- **Work task**: The lines you return must be all those in the data that hold the string "NodeVisitor".

━━━ Records ━━━

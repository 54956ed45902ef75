//! Depth-first traversal with caller-supplied visitors.
//!
//! [`visit`] walks the subtree below a node. For every node it hands the
//! visitor a copy through [`NodeVisitor::visit_node`]; the returned
//! [`VisitFlow`] decides whether the walk descends into that node's
//! children. A copy the visitor changed is written back to the storage.
//! Data visitors additionally receive every live entry of every node they
//! did not prune through [`NodeVisitor::visit_data`].
//!
//! The root of a walk is never pruned by bounds, since quadtree and grid
//! roots may hold entries lying outside their shape.

use crate::entry::Entry;
use crate::node::Node;
use crate::query::QueryMode;
use crate::region::Region;
use crate::storage::IndexStorage;
use crate::types::{IndexResult, NodeId};

#[derive(Debug, Clone, Copy, PartialEq, Eq)]
pub enum VisitFlow {
    Continue,
    /// Skip this node's entries and children.
    Prune,
}

/// Callbacks driven by [`visit`].
pub trait NodeVisitor {
    /// Data visitors receive entries through [`NodeVisitor::visit_data`].
    fn is_data_visitor(&self) -> bool;

    fn visit_node(&mut self, _node: &mut Node) -> VisitFlow {
        VisitFlow::Continue
    }

    fn visit_data(&mut self, _node: NodeId, _entry: &Entry) {}
}

/// Counts gathered during one [`visit`] call.
#[derive(Debug, Clone, Copy, Default, PartialEq, Eq)]
pub struct VisitSummary {
    pub nodes_visited: usize,
    pub nodes_modified: usize,
    pub entries_visited: usize,
}

/// Walks the subtree rooted at `root` depth first, children in order.
pub fn visit<S, V>(storage: &mut S, root: NodeId, visitor: &mut V) -> IndexResult<VisitSummary>
where
    S: IndexStorage + ?Sized,
    V: NodeVisitor + ?Sized,
{
    let mut summary = VisitSummary::default();
    let mut stack = vec![root];

    while let Some(id) = stack.pop() {
        let original = storage.get(id)?.clone();
        let mut node = original.clone();
        summary.nodes_visited += 1;

        let flow = visitor.visit_node(&mut node);
        if node != original {
            *storage.get_mut(id)? = node.clone();
            summary.nodes_modified += 1;
        }
        if flow == VisitFlow::Prune {
            continue;
        }

        if visitor.is_data_visitor() {
            for i in 0..node.entry_slots() {
                if let Some(entry) = node.entry_at(i) {
                    visitor.visit_data(id, entry);
                    summary.entries_visited += 1;
                }
            }
        }

        let children = node.children();
        stack.extend(children.iter().rev());
    }

    Ok(summary)
}

// ============================================================================
// Built-in visitors
// ============================================================================

/// Collects the entries matching a window. An entry stored under several
/// nodes, as grid entries spanning cells are, is collected once per copy.
#[derive(Debug)]
pub struct WindowVisitor {
    window: Region,
    mode: QueryMode,
    matches: Vec<Entry>,
}

impl WindowVisitor {
    pub fn new(window: Region, mode: QueryMode) -> Self {
        Self {
            window,
            mode,
            matches: Vec::new(),
        }
    }

    pub fn into_matches(self) -> Vec<Entry> {
        self.matches
    }
}

impl NodeVisitor for WindowVisitor {
    fn is_data_visitor(&self) -> bool {
        true
    }

    fn visit_node(&mut self, node: &mut Node) -> VisitFlow {
        if node.parent().is_none() {
            return VisitFlow::Continue;
        }
        match node.bounds() {
            Some(bounds) if bounds.touches(&self.window) => VisitFlow::Continue,
            _ => VisitFlow::Prune,
        }
    }

    fn visit_data(&mut self, _node: NodeId, entry: &Entry) {
        if self.mode.matches(&self.window, &entry.bounds) {
            self.matches.push(entry.clone());
        }
    }
}

/// Invalidates grid nodes whose shape lies inside a region, or every grid
/// node when no region is given. Other node kinds are left untouched.
#[derive(Debug, Default)]
pub struct InvalidatingVisitor {
    region: Option<Region>,
    invalidated: Vec<NodeId>,
}

impl InvalidatingVisitor {
    pub fn new(region: Option<Region>) -> Self {
        Self {
            region,
            invalidated: Vec::new(),
        }
    }

    /// Ids of the nodes invalidated so far, in visiting order.
    pub fn invalidated(&self) -> &[NodeId] {
        &self.invalidated
    }

    pub fn into_invalidated(self) -> Vec<NodeId> {
        self.invalidated
    }
}

impl NodeVisitor for InvalidatingVisitor {
    fn is_data_visitor(&self) -> bool {
        false
    }

    fn visit_node(&mut self, node: &mut Node) -> VisitFlow {
        if let (Some(region), Some(bounds)) = (&self.region, node.bounds()) {
            if node.parent().is_some() && !region.touches(bounds) {
                return VisitFlow::Prune;
            }
        }
        if let Node::Grid(grid) = node {
            let covered = self.region.as_ref().map_or(true, |r| r.contains(&grid.shape));
            if covered {
                grid.invalidate();
                self.invalidated.push(grid.id);
            }
        }
        VisitFlow::Continue
    }
}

━━━

- **Answer section**:
//! visitor a copy through [`NodeVisitor::visit_node`]; the returned
//! did not prune through [`NodeVisitor::visit_data`].
pub trait NodeVisitor {
    /// Data visitors receive entries through [`NodeVisitor::visit_data`].
    V: NodeVisitor + ?Sized,
impl NodeVisitor for WindowVisitor {
impl NodeVisitor for InvalidatingVisitor {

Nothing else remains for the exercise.